EXERCISE BRIEF: Starting at the top of the entries, restate word for word each line up to and including the one with "use unicode_width::UnicodeWidthChar;".

GIVEN DATA:
┌──

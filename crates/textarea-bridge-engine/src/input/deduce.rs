//! Deduce typed input from two consecutive widget snapshots.
//!
//! The widget never tells us which keys were pressed, only what it contains
//! afterwards. [`deduce_input`] compares the last known snapshot with a fresh
//! one and produces the smallest edit that explains the change:
//!
//! 1. **No-op**: value unchanged and caret collapsed (caret moves, accepted
//!    compositions).
//! 2. **Capped diff**: common prefix and suffix, clamped so that nothing at or
//!    inside the previous selection is ever trusted as unchanged.
//! 3. **Replace count**: with a collapsed caret, the characters before the
//!    previous selection that must go; with a live selection (composition in
//!    progress), the whole superseded span.
//! 4. **Stray insertion**: an OS inserting a single grapheme (emoji picker)
//!    somewhere unrelated to the caret is reported as a pure insertion.
//!
//! All counts are UTF-16 code units.

use serde::{Deserialize, Serialize};
use unicode_segmentation::UnicodeSegmentation;
use unicode_width::UnicodeWidthChar;

use super::TextAreaState;
use crate::text::{is_high_surrogate, is_low_surrogate};

/// Edit to apply to the structured buffer
///
/// Delete `replace_char_cnt` UTF-16 code units ending at the caret (on top of
/// whatever the buffer's own selection removes), then insert `text`.
#[derive(Debug, Clone, PartialEq, Eq, Default, Serialize, Deserialize)]
pub struct InputDelta {
    pub text: String,
    pub replace_char_cnt: usize,
}

impl InputDelta {
    pub const EMPTY: InputDelta = InputDelta {
        text: String::new(),
        replace_char_cnt: 0,
    };

    pub fn new(text: impl Into<String>, replace_char_cnt: usize) -> Self {
        Self {
            text: text.into(),
            replace_char_cnt,
        }
    }

    #[must_use]
    pub fn is_empty(&self) -> bool {
        self.text.is_empty() && self.replace_char_cnt == 0
    }
}

/// Tunables for [`deduce_input_with`]
#[derive(Debug, Clone, Copy, PartialEq, Eq)]
pub struct DeduceOptions {
    /// Report lone graphemes inserted away from the caret as pure insertions
    pub stray_insertion_fallback: bool,
}

impl Default for DeduceOptions {
    fn default() -> Self {
        Self {
            stray_insertion_fallback: true,
        }
    }
}

/// Prefix/suffix comparison of two widget values
#[derive(Debug, Clone, PartialEq, Eq)]
pub struct TextDiff {
    /// Code units shared at the start of both values
    pub prefix_len: usize,
    /// Code units shared at the end of both values
    pub suffix_len: usize,
    /// Old text between prefix and suffix
    pub deleted: String,
    /// Length of `deleted` in code units
    pub deleted_len: usize,
    /// New text between prefix and suffix
    pub inserted: String,
}

/// Deduce the edit between `previous` and `current` with default options
pub fn deduce_input(previous: &TextAreaState, current: &TextAreaState) -> InputDelta {
    deduce_input_with(previous, current, &DeduceOptions::default())
}

pub fn deduce_input_with(
    previous: &TextAreaState,
    current: &TextAreaState,
    options: &DeduceOptions,
) -> InputDelta {
    if is_unchanged(previous, current) {
        log::trace!("deduce_input: no change between {previous} and {current}");
        return InputDelta::EMPTY;
    }

    let capped = capped_diff(previous, current);

    if options.stray_insertion_fallback
        && let Some(text) = stray_insertion(previous, current, &capped)
    {
        log::trace!("deduce_input: stray insertion {text:?} away from the caret");
        return InputDelta::new(text, 0);
    }

    let replace_char_cnt = if current.is_collapsed() {
        previous.selection_start.saturating_sub(capped.prefix_len)
    } else {
        capped.deleted_len
    };

    log::trace!(
        "deduce_input: prefix {} suffix {} -> {:?} replacing {}",
        capped.prefix_len,
        capped.suffix_len,
        capped.inserted,
        replace_char_cnt
    );

    InputDelta {
        text: capped.inserted,
        replace_char_cnt,
    }
}

/// Diff whose prefix stops at `previous.selection_start` and whose suffix
/// stops at `previous.selection_end`.
pub fn capped_diff(previous: &TextAreaState, current: &TextAreaState) -> TextDiff {
    let prev: Vec<u16> = previous.value.encode_utf16().collect();
    let curr: Vec<u16> = current.value.encode_utf16().collect();
    let suffix_cap = prev.len().saturating_sub(previous.selection_end);
    diff_units(&prev, &curr, previous.selection_start, suffix_cap)
}

/// Diff using the natural common prefix and suffix, ignoring selections.
pub fn uncapped_diff(previous: &str, current: &str) -> TextDiff {
    let prev: Vec<u16> = previous.encode_utf16().collect();
    let curr: Vec<u16> = current.encode_utf16().collect();
    diff_units(&prev, &curr, usize::MAX, usize::MAX)
}

fn diff_units(prev: &[u16], curr: &[u16], prefix_cap: usize, suffix_cap: usize) -> TextDiff {
    let mut prefix_len = common_prefix_len(prev, curr).min(prefix_cap);
    if prefix_len > 0 && is_high_surrogate(prev[prefix_len - 1]) {
        prefix_len -= 1;
    }

    let mut suffix_len =
        common_suffix_len(&prev[prefix_len..], &curr[prefix_len..]).min(suffix_cap);
    if suffix_len > 0 && is_low_surrogate(prev[prev.len() - suffix_len]) {
        suffix_len -= 1;
    }

    let deleted = &prev[prefix_len..prev.len() - suffix_len];
    let inserted = &curr[prefix_len..curr.len() - suffix_len];

    TextDiff {
        prefix_len,
        suffix_len,
        deleted: String::from_utf16_lossy(deleted),
        deleted_len: deleted.len(),
        inserted: String::from_utf16_lossy(inserted),
    }
}

fn common_prefix_len(a: &[u16], b: &[u16]) -> usize {
    a.iter().zip(b).take_while(|(x, y)| x == y).count()
}

fn common_suffix_len(a: &[u16], b: &[u16]) -> usize {
    a.iter()
        .rev()
        .zip(b.iter().rev())
        .take_while(|(x, y)| x == y)
        .count()
}

/// Same value and a collapsed caret: either the caret just moved, or an IME
/// composition spanning the whole value was accepted as-is.
fn is_unchanged(previous: &TextAreaState, current: &TextAreaState) -> bool {
    if current.value != previous.value || !current.is_collapsed() {
        return false;
    }
    if previous.is_collapsed() {
        return true;
    }

    let len = previous.utf16_len();
    previous.selection_start == 0
        && previous.selection_end == len
        && current.selection_end == len
        && !current.value.contains('\n')
        && contains_full_width(&current.value)
}

fn contains_full_width(text: &str) -> bool {
    text.chars().any(|c| c.width() == Some(2))
}

/// An OS service (emoji picker, dictation) dropped a single grapheme into the
/// text without going through the caret.
///
/// Only engages when the capped diff would throw old text away, the uncapped
/// diff shows nothing was actually removed, the insert is one grapheme
/// cluster, and it landed outside the previous selection.
fn stray_insertion(
    previous: &TextAreaState,
    current: &TextAreaState,
    capped: &TextDiff,
) -> Option<String> {
    if !current.is_collapsed() || capped.deleted_len == 0 {
        return None;
    }

    let uncapped = uncapped_diff(&previous.value, &current.value);
    if uncapped.deleted_len != 0 || uncapped.inserted.graphemes(true).count() != 1 {
        return None;
    }

    let at = uncapped.prefix_len;
    if (previous.selection_start..=previous.selection_end).contains(&at) {
        return None;
    }

    Some(uncapped.inserted)
}

#[cfg(test)]
mod tests {
    use super::*;
    use pretty_assertions::assert_eq;

    fn state(value: &str, start: usize, end: usize) -> TextAreaState {
        TextAreaState::new(value, start, end)
    }

    #[test]
    fn test_capped_diff_respects_previous_selection() {
        let diff = capped_diff(&state("]\n", 1, 2), &state("]\n", 2, 2));
        assert_eq!(diff.prefix_len, 1);
        assert_eq!(diff.suffix_len, 0);
        assert_eq!(diff.deleted, "\n");
        assert_eq!(diff.inserted, "\n");
    }

    #[test]
    fn test_uncapped_diff_isolates_insert() {
        let diff = uncapped_diff("some1  text", "some💊1  text");
        assert_eq!(diff.prefix_len, 4);
        assert_eq!(diff.suffix_len, 7);
        assert_eq!(diff.deleted_len, 0);
        assert_eq!(diff.inserted, "💊");
    }

    #[test]
    fn test_diff_never_splits_surrogate_pair() {
        // both emoji share the same high surrogate
        let diff = uncapped_diff("😀", "😁");
        assert_eq!(diff.prefix_len, 0);
        assert_eq!(diff.deleted, "😀");
        assert_eq!(diff.inserted, "😁");

        let diff = uncapped_diff("x😀", "y😀");
        assert_eq!(diff.suffix_len, 2);
        assert_eq!(diff.inserted, "y");
    }

    #[test]
    fn test_suffix_snaps_off_low_surrogate() {
        // shared trailing low surrogate, different high surrogates
        let a = String::from_utf16(&[0xD83D, 0xDE00]).unwrap();
        let b = String::from_utf16(&[0xD83E, 0xDE00]).unwrap();
        let diff = uncapped_diff(&a, &b);
        assert_eq!(diff.suffix_len, 0);
        assert_eq!(diff.deleted, a);
        assert_eq!(diff.inserted, b);
    }

    #[test]
    fn test_unchanged_caret_move() {
        let delta = deduce_input(&state("Hello", 1, 1), &state("Hello", 4, 4));
        assert!(delta.is_empty());
    }

    #[test]
    fn test_unchanged_requires_full_width_for_composition_accept() {
        // Typing "a" over a selected "a" is real input
        let delta = deduce_input(&state("a", 0, 1), &state("a", 1, 1));
        assert_eq!(delta, InputDelta::new("a", 0));
    }

    #[test]
    fn test_stray_insertion_disabled() {
        let options = DeduceOptions {
            stray_insertion_fallback: false,
        };
        let delta = deduce_input_with(
            &state("abc def", 7, 7),
            &state("abc❤\u{fe0f} def", 9, 9),
            &options,
        );
        assert_eq!(delta, InputDelta::new("❤\u{fe0f} def", 4));
    }

    #[test]
    fn test_stray_insertion_requires_single_grapheme() {
        let delta = deduce_input(&state("hello", 5, 5), &state("abhello", 7, 7));
        assert_eq!(delta, InputDelta::new("abhello", 5));
    }

    #[test]
    fn test_stray_insertion_ignored_at_previous_selection() {
        // pasting "ab" over a selected "a"
        let delta = deduce_input(&state("a", 0, 1), &state("ab", 2, 2));
        assert_eq!(delta, InputDelta::new("ab", 0));
    }

    #[test]
    fn test_full_width_detection() {
        assert!(contains_full_width("せんせい"));
        assert!(contains_full_width("ｓ"));
        assert!(!contains_full_width("hello"));
        assert!(!contains_full_width("Hellö"));
    }
}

└──

RESULT OF THIS EXERCISE:
filename crates/textarea-bridge-engine/src/input/deduce.rs
//! Deduce typed input from two consecutive widget snapshots.
//!
//! The widget never tells us which keys were pressed, only what it contains
//! afterwards. [`deduce_input`] compares the last known snapshot with a fresh
//! one and produces the smallest edit that explains the change:
//!
//! 1. **No-op**: value unchanged and caret collapsed (caret moves, accepted
//!    compositions).
//! 2. **Capped diff**: common prefix and suffix, clamped so that nothing at or
//!    inside the previous selection is ever trusted as unchanged.
//! 3. **Replace count**: with a collapsed caret, the characters before the
//!    previous selection that must go; with a live selection (composition in
//!    progress), the whole superseded span.
//! 4. **Stray insertion**: an OS inserting a single grapheme (emoji picker)
//!    somewhere unrelated to the caret is reported as a pure insertion.
//!
//! All counts are UTF-16 code units.

use serde::{Deserialize, Serialize};
use unicode_segmentation::UnicodeSegmentation;
use unicode_width::UnicodeWidthChar;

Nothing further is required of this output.